Kindness and courtesy? Namby Pamby.
Humility? My side? Don’t make me laugh!
Thumper stew! Bring me the head of Bambi.
Throw in his children; that’s better by half!

Have we at last no decency? No time
For questions like that, and how dare you ask!
Everybody’s a cynic. The new crime
Is daring to take your leaders to task.

Boldness, once daring to preach holiness,
Now wanting honesty over success.

2018 Sonnet 70

Water on Mars! Too salty for freezing
Satellite radar hears sloshing beneath
The Red Planet’s chilly south pole, pleasing
Scientists hell bent to find and bequeath

Some sign of extra-terrestrial life
To students and teachers eager to school
Mystery Martians to use Occam’s knife
As a paperweight instead of a tool.

Water on Mars! Too salty for fishing
And besides, one would need a tiny hook,
A wee tiny worm, a lot of wishing
And luck to catch microbes found in the Book

Of Life. Little microbes cross the life line
Buried in Mars dust and pickled in brine.

2018 Sonnet 69

Late night TV is better than sleeping,
It’s good for the brain to be coasting instead
Of tossing, turning, dreaming, and keeping
A fidgeting soul confined to a bed.

Papa’s recliner, off-balance and worn,
Attempting to cradle this foreign frame,
Like trying to line-dance a waltz, reborn
In the day of flyers walkers are lame.

This is the hour of disjointed thinking,
Bone-on-bone cracking beneath twisted spine,
An hour that drives others to drinking
To chase evening cocktail with midnight wine.

Oh how the mighty have fallen to crews
Who document failings on late night news!

2018 Sonnet 68

I see your wrinkles but can’t see my own,
Your hair growing gray and thin and brittle.
I see me as young; I see you as grown,
As if you were big and I was little.

I title you “sir”. I preface you “m’am”.
I keep thinking you must know more than I.
Quite deferential; that’s just who I am.
But I’m older too and wondering why

I put you in charge and I bowed to you.
Because you are bolder, just a bit older,
I crowded you, must have seemed loud to you,
Presumptive to think that you could shoulder

The weight of my world, a dog to my pup,
My reason to follow and not grow up.

2018 Sonnet 67

I’m hearing voices from the other side.
And colors: pink or blue? Is it a boy?
A girl. That’s right. I see her take a ride
On horseback. No? No, wait. A bike. Some toy.

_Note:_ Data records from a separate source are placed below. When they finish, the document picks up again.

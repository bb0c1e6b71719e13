//! Common test utilities for task processor integration tests
//!
//! Provides recording tasks and in-memory collaborators so the processor
//! and the built-in jobs can be exercised without real storage.

#![allow(unused_imports)]
#![allow(dead_code)]

pub mod mocks;

pub use mocks::*;
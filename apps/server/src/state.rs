//! Shared application state for route handlers

use std::path::PathBuf;
use std::sync::Arc;

use hearth_task_processor::TaskProcessor;

use crate::library::MemoryLibrary;
use crate::sessions::SessionManager;

/// State cloned into every handler
#[derive(Clone)]
pub struct AppState {
    /// UI session registry
    pub sessions: SessionManager,
    /// Background task queue
    pub processor: TaskProcessor,
    /// Content store fed by rescans
    pub library: Arc<MemoryLibrary>,
    /// Root that relative rescan paths are resolved against
    pub media_root: PathBuf,
}

impl AppState {
    pub fn new(
        sessions: SessionManager,
        processor: TaskProcessor,
        library: Arc<MemoryLibrary>,
        media_root: impl Into<PathBuf>,
    ) -> Self {
        Self {
            sessions,
            processor,
            library,
            media_root: media_root.into(),
        }
    }
}
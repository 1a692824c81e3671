#[derive(Debug, thiserror::Error)]
pub enum AppError {
    #[error("Authentication failed: {message}")]
    Auth {
        message: String,
        status: Option<u16>,
    },

    #[error("Token rejected: {message}")]
    TokenExpired { message: String },

    #[error("Not authenticated. Run 'chargectl login' first.")]
    NotAuthenticated,

    #[error("{0}")]
    InvalidInput(String),

    #[error("API error: {message}")]
    Api {
        message: String,
        status: Option<u16>,
    },

    #[error("Token storage error: {0}")]
    Storage(String),

    #[error(transparent)]
    Http(#[from] reqwest::Error),

    #[error(transparent)]
    Json(#[from] serde_json::Error),

    #[error(transparent)]
    Io(#[from] std::io::Error),
}

impl AppError {
    pub fn exit_code(&self) -> i32 {
        match self {
            AppError::Auth { .. } | AppError::TokenExpired { .. } | AppError::NotAuthenticated => 2,
            _ => 1,
        }
    }

    pub fn error_type(&self) -> &'static str {
        match self {
            AppError::Auth { .. } => "auth",
            AppError::TokenExpired { .. } => "token_expired",
            AppError::NotAuthenticated => "not_authenticated",
            AppError::InvalidInput(_) => "invalid_input",
            AppError::Api { .. } => "api",
            AppError::Storage(_) => "storage",
            AppError::Http(_) => "http",
            AppError::Json(_) => "json",
            AppError::Io(_) => "io",
        }
    }

    pub fn to_json(&self) -> serde_json::Value {
        let mut obj = serde_json::json!({
            "error": self.error_type(),
            "message": self.to_string(),
        });
        if let Some(status) = self.http_status() {
            obj["http_status"] = serde_json::json!(status);
        }
        obj
    }

    fn http_status(&self) -> Option<u16> {
        match self {
            AppError::Auth { status, .. } | AppError::Api { status, .. } => *status,
            _ => None,
        }
    }
}
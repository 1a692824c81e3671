use std::time::Duration;

use reqwest::StatusCode;
use serde_json::Value;
use tracing::debug;

use super::response::TokenResponse;
use crate::auth::credentials::Credentials;
use crate::error::AppError;

const PATH_TOKEN: &str = "/v3/oauth2/token";

const REQUEST_TIMEOUT: Duration = Duration::from_secs(10);

/// OAuth2 grant to request from the token endpoint.
pub enum TokenGrant<'a> {
    Password(&'a Credentials),
    Refresh {
        refresh_token: &'a str,
        credentials: &'a Credentials,
    },
}

/// Thin HTTP client for the charging-station cloud API.
///
/// Every request carries an independent 10-second timeout.
#[derive(Debug, Clone)]
pub struct ChargerApi {
    client: reqwest::Client,
    base_url: String,
}

fn base_url_for(host: &str) -> String {
    if host.contains("://") {
        host.trim_end_matches('/').to_string()
    } else {
        format!("https://{host}")
    }
}

impl ChargerApi {
    pub fn new(host: &str) -> Result<Self, AppError> {
        let client = reqwest::Client::builder()
            .timeout(REQUEST_TIMEOUT)
            .build()?;
        Ok(Self {
            client,
            base_url: base_url_for(host),
        })
    }

    pub fn base_url(&self) -> &str {
        &self.base_url
    }

    /// Request a token pair with a password or refresh-token grant.
    ///
    /// Any non-200 status is an [`AppError::Auth`] (rejected grant); transport
    /// failures surface as [`AppError::Http`].
    pub async fn request_token(&self, grant: TokenGrant<'_>) -> Result<TokenResponse, AppError> {
        let url = format!("{}{}", self.base_url, PATH_TOKEN);

        let form: Vec<(&str, &str)> = match grant {
            TokenGrant::Password(credentials) => vec![
                ("grant_type", "password"),
                ("username", credentials.username.as_str()),
                ("password", credentials.password.as_str()),
                ("client_id", credentials.client_id.as_str()),
                ("client_secret", credentials.client_secret.as_str()),
            ],
            TokenGrant::Refresh {
                refresh_token,
                credentials,
            } => vec![
                ("grant_type", "refresh_token"),
                ("refresh_token", refresh_token),
                ("client_id", credentials.client_id.as_str()),
                ("client_secret", credentials.client_secret.as_str()),
            ],
        };

        debug!(url = %url, grant_type = form[0].1, "requesting token");

        let response = self.client.post(&url).form(&form).send().await?;
        let status = response.status();
        if status == StatusCode::OK {
            Ok(response.json().await?)
        } else {
            let body = response.text().await.unwrap_or_default();
            Err(AppError::Auth {
                message: format!("token request rejected: {body}"),
                status: Some(status.as_u16()),
            })
        }
    }

    /// PUT a mode payload to a charging-station connector.
    ///
    /// 200 is success, 401 maps to [`AppError::TokenExpired`] so callers can
    /// run their refresh-and-retry cycle, anything else is [`AppError::Api`].
    pub async fn put_connector_mode(
        &self,
        charger_id: u32,
        charger_position: u32,
        token: &str,
        body: &Value,
    ) -> Result<(), AppError> {
        let url = format!(
            "{}/v3/chargingstations/{}/connectors/{}/mode",
            self.base_url, charger_id, charger_position
        );

        debug!(url = %url, "sending connector mode request");

        let response = self
            .client
            .put(&url)
            .bearer_auth(token)
            .json(body)
            .send()
            .await?;

        match response.status() {
            StatusCode::OK => Ok(()),
            StatusCode::UNAUTHORIZED => Err(AppError::TokenExpired {
                message: "control request rejected with 401".into(),
            }),
            status => {
                let body = response.text().await.unwrap_or_default();
                Err(AppError::Api {
                    message: format!("{status}: {body}"),
                    status: Some(status.as_u16()),
                })
            }
        }
    }
}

Her name is Cindy? Catherine? That’s right; Sue!
I see her wearing skirts and shirts. She must be
Very dear to you that she would find you
Right here. Today. Of course; she speaks through me.

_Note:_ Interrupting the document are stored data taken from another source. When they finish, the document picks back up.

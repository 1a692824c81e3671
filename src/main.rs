use clap::Parser;
use tracing_subscriber::EnvFilter;

#[tokio::main]
async fn main() {
    let cli = chargectl::cli::Cli::parse();

    let default_filter = if cli.verbose {
        "chargectl=debug"
    } else {
        "chargectl=info"
    };
    tracing_subscriber::fmt()
        .with_env_filter(
            EnvFilter::try_from_default_env().unwrap_or_else(|_| EnvFilter::new(default_filter)),
        )
        .with_writer(std::io::stderr)
        .init();

    let exit_code = chargectl::run(cli).await;
    std::process::exit(exit_code);
}
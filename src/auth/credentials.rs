use std::env;

use crate::error::AppError;

/// Account credentials supplied at configuration time.
///
/// Used only to perform the password grant; never persisted alongside tokens.
#[derive(Debug, Clone)]
pub struct Credentials {
    pub username: String,
    pub password: String,
    pub client_id: String,
    pub client_secret: String,
}

/// Get credentials from env vars, or None if any are missing.
pub fn credentials_from_env() -> Option<Credentials> {
    let username = env::var("CHARGECTL_USERNAME").ok()?;
    let password = env::var("CHARGECTL_PASSWORD").ok()?;
    let client_id = env::var("CHARGECTL_CLIENT_ID").ok()?;
    let client_secret = env::var("CHARGECTL_CLIENT_SECRET").ok()?;
    if username.is_empty() || password.is_empty() || client_id.is_empty() || client_secret.is_empty()
    {
        return None;
    }
    Some(Credentials {
        username,
        password,
        client_id,
        client_secret,
    })
}

pub fn require_credentials_from_env() -> Result<Credentials, AppError> {
    credentials_from_env().ok_or_else(|| {
        AppError::InvalidInput(
            "set CHARGECTL_USERNAME, CHARGECTL_PASSWORD, CHARGECTL_CLIENT_ID and \
             CHARGECTL_CLIENT_SECRET"
                .into(),
        )
    })
}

She seems to oft go barefoot; sometimes shoes.
They’re black and leather, cloth, maybe vinyl
Heels or flats. Sandals? Flip-flops. Now, here’s news:
She loved them so, those shoes, and here’s what’s final:

She used to be but now knows she is not.
She wants to say she still loves you a lot.

Sheep Without a Shepherd

The apostles gathered around Jesus and reported to him all they had done and taught. Then, because so many people were coming and going that they did not even have a chance to eat, he said to them, “Come with me by yourselves to a quiet place and get some rest.”

So they went away by themselves in a boat to a solitary place. But many who saw them leaving recognized them and ran on foot from all the towns and got there ahead of them. When Jesus landed and saw a large crowd, he had compassion on them, because they were like sheep without a shepherd. So he began teaching them many things.

— Mark 6:30-34

When I was associate pastor in Palm Beach Gardens, FL, one of several hurricanes missed us and crossed the state a few miles north of us. One Sunday, a very weary woman came into our service. She introduced herself as a Disciples minister, then broke down crying. She was from San Diego and had come here to help with the destruction from the hurricane.

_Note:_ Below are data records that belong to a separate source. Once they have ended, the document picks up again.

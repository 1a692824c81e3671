use std::sync::Arc;
use std::time::Duration;

use serde_json::json;
use tempfile::TempDir;
use wiremock::matchers::{body_string_contains, method, path};
use wiremock::{Mock, MockServer, ResponseTemplate};

use chargectl::api::client::ChargerApi;
use chargectl::auth::credentials::Credentials;
use chargectl::auth::manager::{spawn_periodic_refresh, CredentialManager};
use chargectl::auth::store::{FileTokenStore, TokenStore};
use chargectl::error::AppError;

const TOKEN_PATH: &str = "/v3/oauth2/token";

fn credentials() -> Credentials {
    Credentials {
        username: "user@example.com".into(),
        password: "hunter2".into(),
        client_id: "client-id".into(),
        client_secret: "client-secret".into(),
    }
}

fn manager_for(server_uri: &str, dir: &TempDir) -> (Arc<CredentialManager>, FileTokenStore) {
    let store = FileTokenStore::new(dir.path().join("tokens.json"));
    let api = ChargerApi::new(server_uri).unwrap();
    let manager = CredentialManager::new(api, credentials(), Arc::new(store.clone()));
    (Arc::new(manager), store)
}

async fn seed(store: &FileTokenStore, access: &str, refresh: Option<&str>) {
    store
        .save(&json!({"access_token": access, "refresh_token": refresh}))
        .await
        .unwrap();
}

fn token_response(access: &str, refresh: Option<&str>) -> ResponseTemplate {
    let mut body = json!({"access_token": access});
    if let Some(refresh) = refresh {
        body["refresh_token"] = json!(refresh);
    }
    ResponseTemplate::new(200).set_body_json(body)
}

#[tokio::test]
async fn stored_token_is_reused_without_network_calls() {
    let server = MockServer::start().await;
    let dir = TempDir::new().unwrap();
    let (manager, store) = manager_for(&server.uri(), &dir);
    seed(&store, "T1", Some("R1")).await;

    Mock::given(method("POST"))
        .and(path(TOKEN_PATH))
        .respond_with(token_response("T9", None))
        .expect(0)
        .mount(&server)
        .await;

    assert_eq!(manager.get_access_token().await.unwrap(), "T1");
    assert_eq!(manager.get_access_token().await.unwrap(), "T1");
}

#[tokio::test]
async fn missing_record_triggers_password_grant_once() {
    let server = MockServer::start().await;
    let dir = TempDir::new().unwrap();
    let (manager, store) = manager_for(&server.uri(), &dir);

    Mock::given(method("POST"))
        .and(path(TOKEN_PATH))
        .and(body_string_contains("grant_type=password"))
        .and(body_string_contains("client_id=client-id"))
        .respond_with(token_response("T1", Some("R1")))
        .expect(1)
        .mount(&server)
        .await;

    assert_eq!(manager.get_access_token().await.unwrap(), "T1");
    // Second call reuses the in-memory token; expect(1) above enforces it.
    assert_eq!(manager.get_access_token().await.unwrap(), "T1");

    let record = store.load().await.unwrap().unwrap();
    assert_eq!(record["access_token"], "T1");
    assert_eq!(record["refresh_token"], "R1");
}

#[tokio::test]
async fn record_without_access_token_reauthenticates() {
    let server = MockServer::start().await;
    let dir = TempDir::new().unwrap();
    let (manager, store) = manager_for(&server.uri(), &dir);
    store
        .save(&json!({"refresh_token": "R1"}))
        .await
        .unwrap();

    Mock::given(method("POST"))
        .and(path(TOKEN_PATH))
        .and(body_string_contains("grant_type=password"))
        .respond_with(token_response("T2", Some("R2")))
        .expect(1)
        .mount(&server)
        .await;

    assert!(!manager.load_tokens().await.unwrap());
    assert_eq!(manager.get_access_token().await.unwrap(), "T2");
}

#[tokio::test]
async fn non_mapping_record_reauthenticates() {
    let server = MockServer::start().await;
    let dir = TempDir::new().unwrap();
    let (manager, store) = manager_for(&server.uri(), &dir);
    store.save(&json!(["not", "a", "mapping"])).await.unwrap();

    Mock::given(method("POST"))
        .and(path(TOKEN_PATH))
        .and(body_string_contains("grant_type=password"))
        .respond_with(token_response("T2", Some("R2")))
        .expect(1)
        .mount(&server)
        .await;

    assert!(!manager.load_tokens().await.unwrap());
}

#[tokio::test]
async fn saved_tokens_survive_a_restart() {
    let server = MockServer::start().await;
    let dir = TempDir::new().unwrap();

    let (manager, _) = manager_for(&server.uri(), &dir);
    manager
        .save_tokens("A".into(), Some("R".into()))
        .await
        .unwrap();

    // A fresh manager over the same record simulates a process restart.
    let (restarted, store) = manager_for(&server.uri(), &dir);
    assert!(restarted.load_tokens().await.unwrap());
    assert_eq!(restarted.get_access_token().await.unwrap(), "A");

    let record = store.load().await.unwrap().unwrap();
    assert_eq!(record["refresh_token"], "R");
}

#[tokio::test]
async fn rejected_refresh_falls_back_to_password_grant() {
    let server = MockServer::start().await;
    let dir = TempDir::new().unwrap();
    let (manager, store) = manager_for(&server.uri(), &dir);
    seed(&store, "T1", Some("R1")).await;
    assert!(manager.load_tokens().await.unwrap());

    Mock::given(method("POST"))
        .and(path(TOKEN_PATH))
        .and(body_string_contains("grant_type=refresh_token"))
        .respond_with(ResponseTemplate::new(400))
        .expect(1)
        .mount(&server)
        .await;
    Mock::given(method("POST"))
        .and(path(TOKEN_PATH))
        .and(body_string_contains("grant_type=password"))
        .respond_with(token_response("T2", Some("R2")))
        .expect(1)
        .mount(&server)
        .await;

    assert!(manager.refresh_access_token().await.unwrap());
    assert_eq!(manager.get_access_token().await.unwrap(), "T2");
}

#[tokio::test]
async fn failed_fallback_keeps_prior_tokens() {
    let server = MockServer::start().await;
    let dir = TempDir::new().unwrap();
    let (manager, store) = manager_for(&server.uri(), &dir);
    seed(&store, "T1", Some("R1")).await;
    assert!(manager.load_tokens().await.unwrap());

    Mock::given(method("POST"))
        .and(path(TOKEN_PATH))
        .and(body_string_contains("grant_type=refresh_token"))
        .respond_with(ResponseTemplate::new(400))
        .expect(1)
        .mount(&server)
        .await;
    Mock::given(method("POST"))
        .and(path(TOKEN_PATH))
        .and(body_string_contains("grant_type=password"))
        .respond_with(ResponseTemplate::new(403))
        .expect(1)
        .mount(&server)
        .await;

    assert!(!manager.refresh_access_token().await.unwrap());
    assert_eq!(manager.get_access_token().await.unwrap(), "T1");

    let record = store.load().await.unwrap().unwrap();
    assert_eq!(record["access_token"], "T1");
    assert_eq!(record["refresh_token"], "R1");
}

#[tokio::test]
async fn transport_failure_reports_false_without_fallback() {
    // Nothing is listening on the discard port, so the refresh grant fails
    // at the transport layer instead of with an HTTP status.
    let dir = TempDir::new().unwrap();
    let (manager, store) = manager_for("http://127.0.0.1:9", &dir);
    seed(&store, "T1", Some("R1")).await;
    assert!(manager.load_tokens().await.unwrap());

    assert!(!manager.refresh_access_token().await.unwrap());
    assert_eq!(manager.get_access_token().await.unwrap(), "T1");
}

#[tokio::test]
async fn refresh_without_refresh_token_performs_full_login() {
    let server = MockServer::start().await;
    let dir = TempDir::new().unwrap();
    let (manager, store) = manager_for(&server.uri(), &dir);
    seed(&store, "T1", None).await;
    assert!(manager.load_tokens().await.unwrap());

    Mock::given(method("POST"))
        .and(path(TOKEN_PATH))
        .and(body_string_contains("grant_type=refresh_token"))
        .respond_with(ResponseTemplate::new(500))
        .expect(0)
        .mount(&server)
        .await;
    Mock::given(method("POST"))
        .and(path(TOKEN_PATH))
        .and(body_string_contains("grant_type=password"))
        .respond_with(token_response("T2", Some("R2")))
        .expect(1)
        .mount(&server)
        .await;

    assert!(manager.refresh_access_token().await.unwrap());
    assert_eq!(manager.get_access_token().await.unwrap(), "T2");
}

#[tokio::test]
async fn refresh_response_without_refresh_token_keeps_previous_one() {
    let server = MockServer::start().await;
    let dir = TempDir::new().unwrap();
    let (manager, store) = manager_for(&server.uri(), &dir);
    seed(&store, "T1", Some("R1")).await;
    assert!(manager.load_tokens().await.unwrap());

    Mock::given(method("POST"))
        .and(path(TOKEN_PATH))
        .and(body_string_contains("grant_type=refresh_token"))
        .respond_with(token_response("T2", None))
        .expect(1)
        .mount(&server)
        .await;

    assert!(manager.refresh_access_token().await.unwrap());

    let record = store.load().await.unwrap().unwrap();
    assert_eq!(record["access_token"], "T2");
    assert_eq!(record["refresh_token"], "R1");
}

#[tokio::test]
async fn concurrent_refreshes_collapse_into_one_call() {
    let server = MockServer::start().await;
    let dir = TempDir::new().unwrap();
    let (manager, store) = manager_for(&server.uri(), &dir);
    seed(&store, "T1", Some("R1")).await;
    assert!(manager.load_tokens().await.unwrap());

    Mock::given(method("POST"))
        .and(path(TOKEN_PATH))
        .and(body_string_contains("grant_type=refresh_token"))
        .and(body_string_contains("refresh_token=R1"))
        .respond_with(token_response("T2", Some("R2")))
        .expect(1)
        .mount(&server)
        .await;

    let (first, second) = tokio::join!(
        manager.refresh_after_unauthorized("T1"),
        manager.refresh_after_unauthorized("T1"),
    );
    assert!(first.unwrap());
    assert!(second.unwrap());
    assert_eq!(manager.get_access_token().await.unwrap(), "T2");
}

#[tokio::test]
async fn storage_fault_propagates_from_authenticate() {
    let server = MockServer::start().await;
    let dir = TempDir::new().unwrap();

    // Point the record path below a regular file so the save must fail.
    let blocker = dir.path().join("blocker");
    std::fs::write(&blocker, b"").unwrap();
    let store = FileTokenStore::new(blocker.join("tokens.json"));
    let api = ChargerApi::new(&server.uri()).unwrap();
    let manager = CredentialManager::new(api, credentials(), Arc::new(store));

    Mock::given(method("POST"))
        .and(path(TOKEN_PATH))
        .respond_with(token_response("T1", Some("R1")))
        .expect(1)
        .mount(&server)
        .await;

    let err = manager.authenticate().await.unwrap_err();
    assert!(matches!(err, AppError::Storage(_)));
}

#[tokio::test]
async fn periodic_task_refreshes_on_schedule() {
    let server = MockServer::start().await;
    let dir = TempDir::new().unwrap();
    let (manager, store) = manager_for(&server.uri(), &dir);
    seed(&store, "T1", Some("R1")).await;
    assert!(manager.load_tokens().await.unwrap());

    Mock::given(method("POST"))
        .and(path(TOKEN_PATH))
        .and(body_string_contains("grant_type=refresh_token"))
        .respond_with(token_response("T2", Some("R2")))
        .expect(1..)
        .mount(&server)
        .await;

    let handle = spawn_periodic_refresh(Arc::clone(&manager), Duration::from_millis(25));
    tokio::time::sleep(Duration::from_millis(150)).await;
    handle.abort();

    assert_eq!(manager.get_access_token().await.unwrap(), "T2");
}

She told heart-wrenching stories about people living in their storage sheds, with plastic tarps for roofs and wood fires for cooking. She told us about her work with the physical needs of the people she met, but also about the extreme emotional toll the storm had on the people. She was from out of town, so she did not represent an area church.

We discussed ways that we could help in an already crowded field of volunteers. She suggested that if we volunteered, we might be able to recruit people into the church.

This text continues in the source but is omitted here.